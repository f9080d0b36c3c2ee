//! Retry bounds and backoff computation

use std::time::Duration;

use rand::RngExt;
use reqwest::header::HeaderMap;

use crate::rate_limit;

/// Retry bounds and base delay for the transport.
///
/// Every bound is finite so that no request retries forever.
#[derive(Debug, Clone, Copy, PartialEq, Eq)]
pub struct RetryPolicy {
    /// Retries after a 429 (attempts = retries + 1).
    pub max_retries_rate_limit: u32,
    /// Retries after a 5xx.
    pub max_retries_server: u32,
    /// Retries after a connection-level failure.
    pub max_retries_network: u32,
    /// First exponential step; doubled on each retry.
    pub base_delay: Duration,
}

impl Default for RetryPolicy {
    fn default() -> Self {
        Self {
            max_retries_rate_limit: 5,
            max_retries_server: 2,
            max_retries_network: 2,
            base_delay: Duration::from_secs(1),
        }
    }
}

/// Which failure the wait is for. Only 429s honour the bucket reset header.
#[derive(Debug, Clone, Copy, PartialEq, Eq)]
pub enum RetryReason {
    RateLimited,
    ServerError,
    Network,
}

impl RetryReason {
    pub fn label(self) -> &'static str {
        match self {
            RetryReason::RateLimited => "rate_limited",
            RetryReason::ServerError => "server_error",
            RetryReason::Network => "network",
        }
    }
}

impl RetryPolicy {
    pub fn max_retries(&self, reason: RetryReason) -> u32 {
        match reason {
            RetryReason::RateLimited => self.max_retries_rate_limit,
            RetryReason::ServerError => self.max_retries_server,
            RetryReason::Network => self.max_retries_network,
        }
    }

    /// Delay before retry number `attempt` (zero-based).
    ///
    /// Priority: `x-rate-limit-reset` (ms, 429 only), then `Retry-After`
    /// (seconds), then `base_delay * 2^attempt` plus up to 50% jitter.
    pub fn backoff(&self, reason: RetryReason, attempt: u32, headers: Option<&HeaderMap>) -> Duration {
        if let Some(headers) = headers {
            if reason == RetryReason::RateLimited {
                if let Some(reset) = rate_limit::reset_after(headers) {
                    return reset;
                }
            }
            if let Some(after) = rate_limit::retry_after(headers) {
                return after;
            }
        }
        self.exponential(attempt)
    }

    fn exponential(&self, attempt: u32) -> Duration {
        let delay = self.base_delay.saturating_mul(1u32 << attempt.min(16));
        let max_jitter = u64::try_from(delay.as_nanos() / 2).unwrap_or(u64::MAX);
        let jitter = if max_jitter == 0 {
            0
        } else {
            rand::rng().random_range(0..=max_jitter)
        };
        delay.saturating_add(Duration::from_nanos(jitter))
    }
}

* _Work order_
Work through the records line by line, and once you reach the final line, report only how many held "ServerError".

* _Written solution_
3